- [Study material]:
■ ■ ■ ■ ■

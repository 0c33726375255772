//! This module defines the HTTP routes for the staff dashboard and cat record
//! management. Every route authenticates with a bearer token.

use crate::{
    api::controllers::admin,
    models::{ApiError, CatRequest, DefaultAppState, DeleteCatQuery},
    utils::{bearer_token, require_bearer_token},
};
use actix_web::{delete, get, post, put, web, HttpRequest, HttpResponse, Responder};

/// Staff dashboard. Visitors without a staff session are redirected to sign in.
#[get("/admin")]
async fn dashboard(req: HttpRequest, data: web::ThinData<DefaultAppState>) -> impl Responder {
    admin::dashboard(bearer_token(req.headers()), data).await
}

/// Lists every cat record, including unavailable ones.
#[get("/admin/cats")]
async fn list_cats(
    req: HttpRequest,
    data: web::ThinData<DefaultAppState>,
) -> Result<HttpResponse, ApiError> {
    admin::list_cats(require_bearer_token(&req)?, data).await
}

#[post("/admin/cats")]
async fn create_cat(
    req: HttpRequest,
    request: web::Json<CatRequest>,
    data: web::ThinData<DefaultAppState>,
) -> Result<HttpResponse, ApiError> {
    admin::create_cat(require_bearer_token(&req)?, request.into_inner(), data).await
}

#[put("/admin/cats/{cat_id}")]
async fn update_cat(
    req: HttpRequest,
    cat_id: web::Path<String>,
    request: web::Json<CatRequest>,
    data: web::ThinData<DefaultAppState>,
) -> Result<HttpResponse, ApiError> {
    admin::update_cat(
        require_bearer_token(&req)?,
        cat_id.into_inner(),
        request.into_inner(),
        data,
    )
    .await
}

/// Deletes a cat record. Requires `?confirm=true`.
#[delete("/admin/cats/{cat_id}")]
async fn delete_cat(
    req: HttpRequest,
    cat_id: web::Path<String>,
    query: web::Query<DeleteCatQuery>,
    data: web::ThinData<DefaultAppState>,
) -> Result<HttpResponse, ApiError> {
    admin::delete_cat(
        require_bearer_token(&req)?,
        cat_id.into_inner(),
        query.into_inner().confirm,
        data,
    )
    .await
}

/// Configures the admin routes.
pub fn init(cfg: &mut web::ServiceConfig) {
    cfg.service(dashboard)
        .service(list_cats)
        .service(create_cat)
        .service(update_cat)
        .service(delete_cat);
}
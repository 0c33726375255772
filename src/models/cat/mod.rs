//! Cat domain model.
//!
//! A [`Cat`] is one adoptable animal. Enumerated attributes ([`CatAge`], [`CatSize`],
//! [`CatGender`]) are typed, so a stored cat can never carry a value outside its
//! enumeration: raw strings only exist on [`CatRequest`] and are checked before
//! conversion. Records are created and edited by shelter staff; the public catalog only
//! reads them and only shows those with `is_available` set.

mod request;
pub use request::*;

use chrono::{DateTime, Utc};
use serde::{Deserialize, Serialize};
use strum::{Display, EnumString, VariantNames};
use utoipa::ToSchema;

#[derive(
    Debug,
    Clone,
    Copy,
    Serialize,
    Deserialize,
    PartialEq,
    Eq,
    Hash,
    ToSchema,
    Display,
    EnumString,
    VariantNames,
)]
#[serde(rename_all = "lowercase")]
#[strum(serialize_all = "lowercase")]
pub enum CatAge {
    Kitten,
    Young,
    Adult,
    Senior,
}

#[derive(
    Debug,
    Clone,
    Copy,
    Serialize,
    Deserialize,
    PartialEq,
    Eq,
    Hash,
    ToSchema,
    Display,
    EnumString,
    VariantNames,
)]
#[serde(rename_all = "lowercase")]
#[strum(serialize_all = "lowercase")]
pub enum CatSize {
    Small,
    Medium,
    Large,
}

#[derive(
    Debug,
    Clone,
    Copy,
    Serialize,
    Deserialize,
    PartialEq,
    Eq,
    Hash,
    ToSchema,
    Display,
    EnumString,
    VariantNames,
)]
#[serde(rename_all = "lowercase")]
#[strum(serialize_all = "lowercase")]
pub enum CatGender {
    Male,
    Female,
}

#[derive(Debug, Clone, Serialize, Deserialize, PartialEq, ToSchema)]
pub struct Cat {
    pub id: String,
    pub name: String,
    pub age: CatAge,
    pub color: String,
    pub size: CatSize,
    pub gender: CatGender,
    #[serde(default)]
    pub personality: Vec<String>,
    #[serde(default)]
    pub good_with: Vec<String>,
    pub description: String,
    pub image_url: String,
    pub is_available: bool,
    #[serde(default, skip_serializing_if = "Option::is_none")]
    #[schema(nullable = false)]
    pub shelter_id: Option<String>,
    pub created_at: DateTime<Utc>,
}

impl Cat {
    /// Builds a record from validated attributes.
    pub fn new(
        id: String,
        attributes: CatAttributes,
        shelter_id: Option<String>,
        created_at: DateTime<Utc>,
    ) -> Self {
        Self {
            id,
            name: attributes.name,
            age: attributes.age,
            color: attributes.color,
            size: attributes.size,
            gender: attributes.gender,
            personality: attributes.personality,
            good_with: attributes.good_with,
            description: attributes.description,
            image_url: attributes.image_url,
            is_available: attributes.is_available,
            shelter_id,
            created_at,
        }
    }

    /// Replaces every editable attribute, keeping identity, attribution and creation time.
    pub fn with_attributes(&self, attributes: CatAttributes) -> Self {
        Self::new(
            self.id.clone(),
            attributes,
            self.shelter_id.clone(),
            self.created_at,
        )
    }

    pub fn has_personality(&self, tag: &str) -> bool {
        self.personality.iter().any(|t| t == tag)
    }

    pub fn is_good_with(&self, tag: &str) -> bool {
        self.good_with.iter().any(|t| t == tag)
    }
}
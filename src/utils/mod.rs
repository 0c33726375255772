mod auth;
pub use auth::*;

mod redis;
pub use redis::*;

mod service_info_log;
pub use service_info_log::*;
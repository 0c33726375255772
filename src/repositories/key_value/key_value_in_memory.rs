use crate::{models::RepositoryError, repositories::KeyValueStore};
use async_trait::async_trait;
use std::{collections::HashMap, sync::Arc};
use tokio::sync::RwLock;

/// Clones share the same underlying map.
#[derive(Debug, Clone, Default)]
pub struct InMemoryKeyValueStore {
    store: Arc<RwLock<HashMap<String, String>>>,
}

impl InMemoryKeyValueStore {
    pub fn new() -> Self {
        Self::default()
    }
}

#[async_trait]
impl KeyValueStore for InMemoryKeyValueStore {
    async fn get(&self, key: &str) -> Result<Option<String>, RepositoryError> {
        Ok(self.store.read().await.get(key).cloned())
    }

    async fn set(&self, key: &str, value: String) -> Result<(), RepositoryError> {
        self.store.write().await.insert(key.to_string(), value);
        Ok(())
    }

    async fn delete(&self, key: &str) -> Result<(), RepositoryError> {
        self.store.write().await.remove(key);
        Ok(())
    }
}
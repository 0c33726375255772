use serde::Serialize;
use thiserror::Error;

use crate::models::ApiError;

#[derive(Error, Debug, Clone, Serialize, PartialEq)]
pub enum AuthError {
    #[error("Auth service unavailable: {0}")]
    Unavailable(String),

    #[error("Unexpected auth service response: {0}")]
    UnexpectedResponse(String),

    #[error("Session has expired")]
    SessionExpired,

    #[error("Role lookup failed: {0}")]
    RoleLookup(String),
}

impl From<reqwest::Error> for AuthError {
    fn from(error: reqwest::Error) -> Self {
        AuthError::Unavailable(error.to_string())
    }
}

impl From<AuthError> for ApiError {
    fn from(error: AuthError) -> Self {
        match error {
            AuthError::SessionExpired => ApiError::Unauthorized("Session has expired".to_string()),
            _ => ApiError::Unauthorized("Unable to verify session".to_string()),
        }
    }
}
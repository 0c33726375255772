//! Field-level validation failures shared by every write request.
//!
//! Requests are validated with the `validator` crate, which reports all failing
//! fields at once in an unordered map. Callers only ever surface one problem, so
//! [`FieldValidationError::first_of`] picks the first failing field according to the
//! order in which the form presents them.
use thiserror::Error;
use validator::ValidationErrors;

use crate::models::ApiError;

#[derive(Debug, Clone, Error, PartialEq, Eq)]
#[error("{message}")]
pub struct FieldValidationError {
    pub field: String,
    pub message: String,
}

impl FieldValidationError {
    pub fn new(field: impl Into<String>, message: impl Into<String>) -> Self {
        Self {
            field: field.into(),
            message: message.into(),
        }
    }

    /// Picks the first failing rule, walking `field_order` before any remaining field.
    pub fn first_of(errors: &ValidationErrors, field_order: &[&str]) -> Self {
        let field_errors = errors.field_errors();

        for field in field_order {
            if let Some(error) = field_errors.get(*field).and_then(|errors| errors.first()) {
                return Self::new(*field, describe(field, error));
            }
        }

        // Fields outside the declared order, sorted for a stable report
        let mut remaining: Vec<_> = field_errors.iter().collect();
        remaining.sort_by(|(a, _), (b, _)| a.cmp(b));
        remaining
            .into_iter()
            .find_map(|(field, errors)| {
                errors
                    .first()
                    .map(|error| Self::new(field.to_string(), describe(field, error)))
            })
            .unwrap_or_else(|| Self::new("request", "Request is invalid"))
    }
}

fn describe(field: &str, error: &validator::ValidationError) -> String {
    error
        .message
        .as_ref()
        .map(|message| message.to_string())
        .unwrap_or_else(|| format!("{} is invalid ({})", field, error.code))
}

impl From<FieldValidationError> for ApiError {
    fn from(error: FieldValidationError) -> Self {
        ApiError::BadRequest(error.message)
    }
}
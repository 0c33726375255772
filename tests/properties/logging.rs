//! Log file naming properties.
use meowmatch::logging::rolled_file_path;
use proptest::{prelude::*, test_runner::Config};
use std::path::Path;

proptest! {
    #![proptest_config(Config { cases: 500, ..Config::default() })]

    #[test]
    fn rolled_file_name_format(
        year in 2000u32..2100,
        month in 1u32..=12,
        day in 1u32..=28,
        index in 1u32..1000,
    ) {
        let date_str = format!("{:04}-{:02}-{:02}", year, month, day);
        let path = rolled_file_path(Path::new("logs"), &date_str, index);

        prop_assert_eq!(path.parent().unwrap(), Path::new("logs"));
        let file_name = path.file_name().unwrap().to_str().unwrap();
        prop_assert_eq!(file_name, format!("meowmatch-{}.{}.log", date_str, index));
    }
}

■ ■ ■ ■ ■

- [Work order]: Filter the entries above and return only the lines holding "logging".

- [Task result]:
filename tests/properties/logging.rs
use meowmatch::logging::rolled_file_path;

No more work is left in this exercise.